Ralph's Loop Template Gap Analysis

Based on the Flight & Hotel Tracker implementation drift, this document identifies improvement areas in the Ralph Wiggum Loop templates.

Summary of Issues Found

Gap	Impact	Location(s)
No field-level traceability	Spec fields get skipped/renamed	`TASKS.json`, `CONTEXT.json`
No spec validation before verification	Agent doesn't check if all fields implemented	`wiggum_driver.py`
Bidirectional sync missing	Spec never updated after implementation	Manual process
Glossary underutilized	Naming drift (`TripRequest` → `Route`)	`system_architect.md`
Workflow lacks spec-checking step	Agent skips straight to marking [x]	`ralph_mode.md`

Detailed Gap Analysis

1. TASKS.json — Missing Field-Level Granularity

Current State:

{
  "action": "Define Database Models",
  "outcome": "SQLModel classes for Route, PricePoint, and Settings."
}

Problem: The task says "create models" but doesn't list which fields from CONTEXT.json must be present. The agent can complete this by creating models with any fields.

Proposed Fix:

{
  "action": "Define Database Models",
  "outcome": "SQLModel classes for Route, PricePoint, and Settings.",
  "field_requirements": {
    "TripRequest": ["origin", "destination", "date_range_start", "date_range_end", "max_price_threshold", "cooldown_hours", "flexibility"]
  },
  "verification": {
    "type": "schema_check",
    "command": "python -c \"from backend.models import Route; print([f.name for f in Route.__fields__.values()])\"",
    "expected_fields": ["origin", "destination", "max_price_threshold", "cooldown_hours"]
  }
}

2. wiggum_driver.py — No Pre-Flight Spec Validation

Current State (line 439-480):

prompt = f"""Execute the following task from the Ralph Wiggum workflow:

**Task**: {task['action']}
...

Problem: The driver injects the task but does NOT inject the required field list from CONTEXT.json. The agent has no way to know what fields are expected.

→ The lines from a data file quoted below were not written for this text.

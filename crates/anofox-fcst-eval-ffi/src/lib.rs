//! FFI boundary layer for the anofox forecast evaluator.
//!
//! This crate exposes C-compatible functions around
//! [`anofox_fcst_eval::Evaluator`] so a host engine can score forecasts
//! through an opaque handle.

pub mod allocation;
pub mod conversion;
pub mod error_handling;
pub mod types;

use anofox_fcst_eval::{check_get_evaluation_metric, EvalError, EvalMetric, Evaluator};
use core::ffi::c_void;
use libc::{c_char, c_double, c_int, size_t};
use std::ptr;

use conversion::{c_str_to_option, copy_string_to_buffer, series_table_to_frame};
use error_handling::{ffi_bool, ffi_try, require_non_null};

pub use types::*;

/// Resolve a nullable handle pointer into a reference.
unsafe fn handle_ref<'a>(handle: *const EvaluatorHandle) -> Result<&'a EvaluatorHandle, EvalError> {
    handle
        .as_ref()
        .ok_or_else(|| EvalError::InvalidInput("Null evaluator handle".to_string()))
}

// ============================================================================
// Evaluator Lifecycle
// ============================================================================

/// Create an evaluator.
///
/// A null `metric` selects the default metric, a null `target_column`
/// selects "target". Unknown metric names are rejected.
///
/// # Safety
/// String arguments must be null or valid null-terminated strings.
/// Returns null on error; the handle must be released with
/// [`anofox_eval_evaluator_free`].
#[no_mangle]
pub unsafe extern "C" fn anofox_eval_evaluator_new(
    metric: *const c_char,
    prediction_length: size_t,
    target_column: *const c_char,
    out_error: *mut AnofoxError,
) -> *mut EvaluatorHandle {
    let handle = ffi_try(out_error, || {
        let eval_metric = check_get_evaluation_metric(c_str_to_option(metric)?, true)?;
        let target =
            c_str_to_option(target_column)?.unwrap_or(anofox_fcst_eval::DEFAULT_TARGET_COLUMN);
        let inner = Evaluator::new(anofox_fcst_eval::EvaluatorOptions {
            eval_metric,
            prediction_length,
            target_column: target.to_string(),
        })?;
        Ok(Box::new(EvaluatorHandle { inner }))
    });

    match handle {
        Some(boxed) => Box::into_raw(boxed),
        None => ptr::null_mut(),
    }
}

/// Release an evaluator.
///
/// # Safety
/// The handle must be null or come from [`anofox_eval_evaluator_new`] and not
/// have been freed already.
#[no_mangle]
pub unsafe extern "C" fn anofox_eval_evaluator_free(handle: *mut EvaluatorHandle) {
    if !handle.is_null() {
        drop(Box::from_raw(handle));
    }
}

/// Whether past metrics have been saved on this evaluator.
///
/// # Safety
/// The handle must be null or valid.
#[no_mangle]
pub unsafe extern "C" fn anofox_eval_evaluator_is_ready(handle: *const EvaluatorHandle) -> bool {
    handle.as_ref().is_some_and(|h| h.inner.is_ready())
}

// ============================================================================
// Scoring
// ============================================================================

/// Cache historical statistics from the past portion of the data.
///
/// # Safety
/// `handle` and `data_past` must be valid; the table must satisfy the
/// [`SeriesTable`] layout contract.
#[no_mangle]
pub unsafe extern "C" fn anofox_eval_save_past_metrics(
    handle: *mut EvaluatorHandle,
    data_past: *const SeriesTable,
    out_error: *mut AnofoxError,
) -> bool {
    if !require_non_null(out_error, &[handle as *const c_void, data_past as *const c_void]) {
        return false;
    }

    ffi_bool(out_error, || {
        let frame = series_table_to_frame(&*data_past)?;
        (*handle).inner.save_past_metrics(&frame)
    })
}

/// Score predictions against the future portion using cached past metrics.
///
/// # Safety
/// All pointer arguments must be valid and non-null.
#[no_mangle]
pub unsafe extern "C" fn anofox_eval_score_with_saved_past_metrics(
    handle: *const EvaluatorHandle,
    data_future: *const SeriesTable,
    predictions: *const SeriesTable,
    out_result: *mut c_double,
    out_error: *mut AnofoxError,
) -> bool {
    if !require_non_null(
        out_error,
        &[
            handle as *const c_void,
            data_future as *const c_void,
            predictions as *const c_void,
            out_result as *const c_void,
        ],
    ) {
        return false;
    }

    let score = ffi_try(out_error, || {
        let evaluator = &handle_ref(handle)?.inner;
        let future = series_table_to_frame(&*data_future)?;
        let predictions = series_table_to_frame(&*predictions)?;
        evaluator.score_with_saved_past_metrics(&future, &predictions)
    });

    match score {
        Some(value) => {
            *out_result = value;
            true
        }
        None => false,
    }
}

/// Save past metrics from `data` and score `predictions` in one call.
///
/// # Safety
/// All pointer arguments must be valid and non-null.
#[no_mangle]
pub unsafe extern "C" fn anofox_eval_evaluate(
    handle: *mut EvaluatorHandle,
    data: *const SeriesTable,
    predictions: *const SeriesTable,
    out_result: *mut c_double,
    out_error: *mut AnofoxError,
) -> bool {
    if !require_non_null(
        out_error,
        &[
            handle as *const c_void,
            data as *const c_void,
            predictions as *const c_void,
            out_result as *const c_void,
        ],
    ) {
        return false;
    }

    let score = ffi_try(out_error, || {
        let data = series_table_to_frame(&*data)?;
        let predictions = series_table_to_frame(&*predictions)?;
        (*handle).inner.evaluate(&data, &predictions)
    });

    match score {
        Some(value) => {
            *out_result = value;
            true
        }
        None => false,
    }
}

// ============================================================================
// Metric Registry
// ============================================================================

/// Resolve a metric name into its canonical name.
///
/// A null or empty `name` resolves to the default metric. Unknown names fail with
/// `InvalidMetric` when `raise` is set and resolve to the default otherwise.
/// `out_name` receives the null-terminated canonical name, truncated to
/// `out_name_len` bytes; it may be null when only validation is needed.
///
/// # Safety
/// `name` must be null or a valid string; `out_name` must be null or valid
/// for `out_name_len` bytes.
#[no_mangle]
pub unsafe extern "C" fn anofox_eval_check_metric(
    name: *const c_char,
    raise: bool,
    out_name: *mut c_char,
    out_name_len: size_t,
    out_error: *mut AnofoxError,
) -> bool {
    let metric = ffi_try(out_error, || {
        check_get_evaluation_metric(c_str_to_option(name)?, raise)
    });

    match metric {
        Some(metric) => {
            if !out_name.is_null() && out_name_len > 0 {
                let buffer = std::slice::from_raw_parts_mut(out_name, out_name_len);
                copy_string_to_buffer(metric.name(), buffer);
            }
            true
        }
        None => false,
    }
}

/// Sign multiplier turning the named metric's raw score into a
/// higher-is-better score.
///
/// # Safety
/// `name` must be a valid string and `out_coefficient` a valid pointer.
#[no_mangle]
pub unsafe extern "C" fn anofox_eval_metric_coefficient(
    name: *const c_char,
    out_coefficient: *mut c_int,
    out_error: *mut AnofoxError,
) -> bool {
    if !require_non_null(out_error, &[name as *const c_void, out_coefficient as *const c_void]) {
        return false;
    }

    let coefficient = ffi_try(out_error, || {
        let metric: EvalMetric = c_str_to_option(name)?.unwrap_or_default().parse()?;
        Ok(metric.coefficient())
    });

    match coefficient {
        Some(value) => {
            *out_coefficient = value as c_int;
            true
        }
        None => false,
    }
}

/// List the registered metric names.
///
/// # Safety
/// Output pointers must be valid. Free the array with
/// [`anofox_eval_free_string_array`].
#[no_mangle]
pub unsafe extern "C" fn anofox_eval_list_metrics(
    out_names: *mut *mut *mut c_char,
    out_count: *mut size_t,
) -> bool {
    if out_names.is_null() || out_count.is_null() {
        return false;
    }

    let names = anofox_fcst_eval::list_metrics();
    let names_ref: Vec<&str> = names.iter().map(String::as_str).collect();

    if !allocation::alloc_string_array(&names_ref, out_names) {
        *out_count = 0;
        return false;
    }
    *out_count = names.len();
    true
}

/// Free a string array returned by [`anofox_eval_list_metrics`].
///
/// # Safety
/// The array must be null or come from this library with `count` entries.
#[no_mangle]
pub unsafe extern "C" fn anofox_eval_free_string_array(array: *mut *mut c_char, count: size_t) {
    allocation::free_string_array(array, count);
}

// ============================================================================
// Version
// ============================================================================

#[no_mangle]
pub extern "C" fn anofox_eval_version() -> *const c_char {
    static VERSION: &str = concat!(env!("CARGO_PKG_VERSION"), "\0");
    VERSION.as_ptr() as *const c_char
}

Proposed Fix: Add a new injection step:

# NEW: Inject required model fields from CONTEXT.json
if "models" in context_data and task.get("field_requirements"):
    model_spec = context_data["models"]
    prompt += f"""
**Required Model Fields (from CONTEXT.json):**
{json.dumps(model_spec, indent=2)}

You MUST implement ALL fields listed above. Missing fields = task failure.
"""

3. system_architect.md — Weak Glossary → Code Binding

Current State (line 177-192):

{
  "primary": "invoice",
  "synonyms": ["bill", "statement"],
  "aliases_in_code": ["INV", "inv_id"]
}

Problem: The glossary defines aliases_in_code but this is NOT enforced. The agent named the model Route when the spec said TripRequest.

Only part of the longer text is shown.